Egerton hasn’t provided as full a context as needed to place him authoritatively in the broad scheme of art history. She has, however, set forth what little biographical information is known, disputed myths and compiled detailed entries on about 200 of Stubbs’ paintings, anatomical drawings and prints.

Stubbs was born in Liverpool of a prosperous currier and leather seller. Almost entirely self-taught, he worked as a portrait painter in northern England and studied human and animal anatomy by dissection. Among the most colorful images of the artist at work is one depicting him dragging dead horses upstairs to his studio where he suspended them for weeks, systematically stripping away their skin and muscle.
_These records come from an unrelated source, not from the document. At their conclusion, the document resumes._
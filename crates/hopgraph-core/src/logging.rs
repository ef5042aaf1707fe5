use tracing_subscriber::{fmt, prelude::*, EnvFilter};

/// Helper macro for logging elapsed time at trace level.
///
/// Usage:
/// ```rust,ignore
/// let start = Instant::now();
/// // ... some work ...
/// trace_time!(start, "load_graph");
/// // Or with additional fields:
/// trace_time!(start, "load_graph", vertices = graph.num_vertices());
/// ```
#[macro_export]
macro_rules! trace_time {
    ($start:expr, $name:expr) => {
        tracing::trace!(elapsed = ?$start.elapsed(), $name);
    };
    ($start:expr, $name:expr $(, $field:ident = $value:expr)*) => {
        tracing::trace!(elapsed = ?$start.elapsed(), $($field = $value),*, $name);
    };
}

/// Initialize structured logging based on CLI arguments
pub fn init_tracing(
    verbose: bool,
    log_level: Option<&str>,
    log_json: bool,
) -> Result<(), Box<dyn std::error::Error>> {
    let level = match (verbose, log_level) {
        (true, None) => "hopgraph=debug,hopgraph_core=debug",
        (false, None) => "hopgraph=warn,hopgraph_core=warn",
        (_, Some(level)) => return init_with_level(level, log_json),
    };

    init_with_level(level, log_json)
}

/// Expand a bare level ("info") into directives for both crates
fn directives_for(level: &str) -> String {
    if level.contains('=') {
        level.to_string()
    } else {
        format!("hopgraph={level},hopgraph_core={level}")
    }
}

fn init_with_level(level: &str, log_json: bool) -> Result<(), Box<dyn std::error::Error>> {
    // Support HOPGRAPH_LOG environment variable override
    let filter = EnvFilter::try_from_default_env()
        .or_else(|_| EnvFilter::try_from_env("HOPGRAPH_LOG"))
        .unwrap_or_else(|_| EnvFilter::new(directives_for(level)));

    let registry = tracing_subscriber::registry().with(filter);

    if log_json {
        registry
            .with(
                fmt::layer()
                    .json()
                    .with_writer(std::io::stderr)
                    .with_ansi(false)
                    .with_span_events(
                        tracing_subscriber::fmt::format::FmtSpan::NEW
                            | tracing_subscriber::fmt::format::FmtSpan::CLOSE,
                    ),
            )
            .try_init()?;
    } else {
        registry
            .with(
                fmt::layer()
                    .compact()
                    .with_target(false)
                    .with_writer(std::io::stderr)
                    .with_ansi(false),
            )
            .try_init()?;
    }

    Ok(())
}
use crate::graph::queue::Queue;
use crate::graph::types::VertexKey;
use crate::graph::GraphProvider;
use std::collections::HashMap;

/// Vertices whose hop-distance from `start` is exactly `length`, in
/// discovery order.
///
/// Returns `None` for a negative length or a start vertex that is not in
/// the graph. Length 0 yields `start` alone.
#[tracing::instrument(level = "debug", skip_all, fields(start = %start, length = length))]
pub fn bfs_at_distance<K: VertexKey>(
    provider: &dyn GraphProvider<K>,
    start: &K,
    length: i64,
) -> Option<Vec<K>> {
    let target = usize::try_from(length).ok()?;
    if !provider.contains(start) {
        tracing::debug!("start vertex missing from graph");
        return None;
    }
    if target == 0 {
        return Some(vec![start.clone()]);
    }

    let mut distances: HashMap<&K, usize> = HashMap::new();
    let mut queue: Queue<(&K, usize)> = Queue::new();
    let mut result = Vec::new();

    distances.insert(start, 0);
    queue.enqueue((start, 0));

    // Only vertices closer than `target` are ever enqueued
    while let Some((current, distance)) = queue.dequeue() {
        let next = distance + 1;
        for neighbor in provider.neighbors(current) {
            if distances.contains_key(neighbor) {
                continue;
            }
            distances.insert(neighbor, next);

            if next == target {
                result.push(neighbor.clone());
            } else {
                queue.enqueue((neighbor, next));
            }
        }
    }

    tracing::debug!(
        discovered = distances.len(),
        matched = result.len(),
        "bounded search complete"
    );
    Some(result)
}

#[cfg(test)]
mod tests {
    use super::*;
    use crate::graph::Graph;

    fn directed_fixture() -> Graph {
        let mut graph: Graph = Graph::new();
        for key in ["A", "B", "C", "D", "E", "F", "G"] {
            graph.add_vertex(key).unwrap();
        }
        for (from, to) in [
            ("A", "B"),
            ("A", "C"),
            ("B", "C"),
            ("C", "D"),
            ("C", "E"),
            ("C", "F"),
            ("A", "F"),
        ] {
            graph.add_edge(from, to, 0).unwrap();
        }
        graph
    }

    #[test]
    fn test_unknown_start_is_none() {
        let graph = directed_fixture();
        assert_eq!(bfs_at_distance(&graph, &" R".to_string(), 1), None);
    }

    #[test]
    fn test_negative_length_is_none() {
        let graph = directed_fixture();
        assert_eq!(bfs_at_distance(&graph, &"A".to_string(), -1), None);
    }

    #[test]
    fn test_exact_distance_two() {
        let graph = directed_fixture();
        let found = bfs_at_distance(&graph, &"A".to_string(), 2).unwrap();
        assert_eq!(found, vec!["D".to_string(), "E".to_string()]);
    }

    #[test]
    fn test_distance_one_excludes_start() {
        let graph = directed_fixture();
        let found = bfs_at_distance(&graph, &"A".to_string(), 1).unwrap();
        assert_eq!(found, vec!["B", "C", "F"]);
    }

    #[test]
    fn test_length_beyond_graph_is_empty() {
        let graph = directed_fixture();
        let found = bfs_at_distance(&graph, &"A".to_string(), 3).unwrap();
        assert!(found.is_empty());
    }

    #[test]
    fn test_length_zero_is_start() {
        let graph = directed_fixture();
        let found = bfs_at_distance(&graph, &"G".to_string(), 0).unwrap();
        assert_eq!(found, vec!["G"]);
    }

    #[test]
    fn test_undirected_scenario() {
        let mut graph: Graph<u32> = Graph::undirected();
        for key in 1u32..=5 {
            graph.add_vertex(key).unwrap();
        }
        for (from, to) in [(1u32, 2u32), (1, 4), (2, 3), (2, 4), (2, 5), (3, 5)] {
            graph.add_edge(from, to, 0).unwrap();
        }

        assert_eq!(bfs_at_distance(&graph, &1, 1), Some(vec![2, 4]));
        assert_eq!(bfs_at_distance(&graph, &1, 2), Some(vec![3, 5]));
    }
}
The result of this practice is a 10-year drawing project called “The Anatomy of the Horse,” published in 1766. “A Comparative Anatomical Exposition of the Structure of the Human Body With That of a Tiger and a Common Fowl,” begun towards end of his long life, was never published, but 142 chalk-and-pencil drawings are in Yale’s collection. Both of these intensive studies are well represented in the catalogue by astonishingly fine drawings.

Stubbs’ anatomical diligence has been rewarded in part by a tendency to regard it as a scientific calling instead of a means of painting more realistically. The artist made his intentions clear by writing that he did only what he thought “necessary for the study of Painting.” The payoff is obvious in art that rarely gets bogged down in misunderstanding of form or inept drawing.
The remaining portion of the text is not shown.